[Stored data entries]
______

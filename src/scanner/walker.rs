//! Directory walker implementation using walkdir.
//!
//! # Overview
//!
//! This module provides the [`Walker`] struct for traversing a directory
//! tree depth-first and collecting a [`FileInstance`] for every non-hidden
//! file whose extension passes the [`TypeFilter`].
//!
//! The walk is single-threaded and synchronous. Entries come back in the
//! order the OS returns them per directory; that order is not sorted and
//! not part of the contract. The first listing, stat, or hashing error
//! aborts the whole walk.
//!
//! # Example
//!
//! ```no_run
//! use dupelist::scanner::{TypeFilter, Walker};
//! use std::path::Path;
//!
//! let filter = TypeFilter::from_types(vec!["txt".to_string()]);
//! let walker = Walker::new(Path::new("/home/user/docs"), filter);
//! let outcome = walker.walk().unwrap();
//! println!("{} files, {} types", outcome.files.len(), outcome.types_found.len());
//! ```

use std::fs;
use std::path::{Path, PathBuf};

use chrono::{DateTime, Utc};
use walkdir::{DirEntry, WalkDir};

use super::{hash_file, FileInstance, ScanError, ScanOutcome, TypeFilter};

/// Directory walker for file discovery and hashing.
#[derive(Debug)]
pub struct Walker {
    /// Root path to walk
    root: PathBuf,
    /// Extension filter
    filter: TypeFilter,
}

impl Walker {
    /// Create a new walker for the given root and filter.
    #[must_use]
    pub fn new(root: &Path, filter: TypeFilter) -> Self {
        Self {
            root: root.to_path_buf(),
            filter,
        }
    }

    /// Walk the tree, returning all accepted files and the extensions seen.
    ///
    /// Hidden files and hidden directories (names starting with `.`) are
    /// pruned wholesale, regardless of the filter. Symlinks get no special
    /// treatment: stat follows them, same as the underlying platform call.
    ///
    /// # Errors
    ///
    /// Returns [`ScanError`] on the first listing, stat, or hashing
    /// failure. There are no partial results: an error discards everything
    /// collected so far.
    pub fn walk(&self) -> Result<ScanOutcome, ScanError> {
        let root_meta = fs::metadata(&self.root).map_err(|e| ScanError::Stat {
            path: self.root.clone(),
            source: e,
        })?;
        if !root_meta.is_dir() {
            return Err(ScanError::NotADirectory(self.root.clone()));
        }

        let mut outcome = ScanOutcome::default();

        // The root is exempt from the hidden check; the rule applies to
        // entries inside the tree, not to the directory being scanned.
        let entries = WalkDir::new(&self.root)
            .min_depth(1)
            .into_iter()
            .filter_entry(|e| e.depth() == 0 || !is_hidden(e));

        for entry in entries {
            let entry = entry.map_err(|e| {
                let path = e
                    .path()
                    .map_or_else(|| self.root.clone(), Path::to_path_buf);
                ScanError::Walk { path, source: e }
            })?;

            if entry.file_type().is_dir() {
                continue;
            }

            let name = entry.file_name().to_string_lossy();
            let extension = extension_of(&name).to_string();
            if !self.filter.accepts(&extension) {
                log::trace!("Skipping {} (type {})", entry.path().display(), extension);
                continue;
            }

            if !outcome.types_found.contains(&extension) {
                outcome.types_found.push(extension.clone());
            }

            let metadata = fs::metadata(entry.path()).map_err(|e| ScanError::Stat {
                path: entry.path().to_path_buf(),
                source: e,
            })?;
            let modified = metadata.modified().map_err(|e| ScanError::Stat {
                path: entry.path().to_path_buf(),
                source: e,
            })?;

            let hash = hash_file(entry.path())?;

            outcome.files.push(FileInstance {
                file_type: extension,
                size: metadata.len(),
                modified: DateTime::<Utc>::from(modified).timestamp(),
                hash,
                path: entry.into_path(),
            });
        }

        Ok(outcome)
    }
}

/// Derive the extension from a file name.
///
/// The extension is the substring after the last `.`; a name with no `.`
/// counts as its own extension, and a trailing `.` yields the empty string.
#[must_use]
pub fn extension_of(name: &str) -> &str {
    name.rsplit_once('.').map_or(name, |(_, ext)| ext)
}

/// Check whether a directory entry is hidden (name starts with `.`).
fn is_hidden(entry: &DirEntry) -> bool {
    entry.file_name().to_string_lossy().starts_with('.')
}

______

**TASK ITEM**: From the records above, pick out and copy each line holding the word "them".

**TASK SOLUTION**:
//! order the OS returns them per directory; that order is not sorted and
    /// treatment: stat follows them, same as the underlying platform call.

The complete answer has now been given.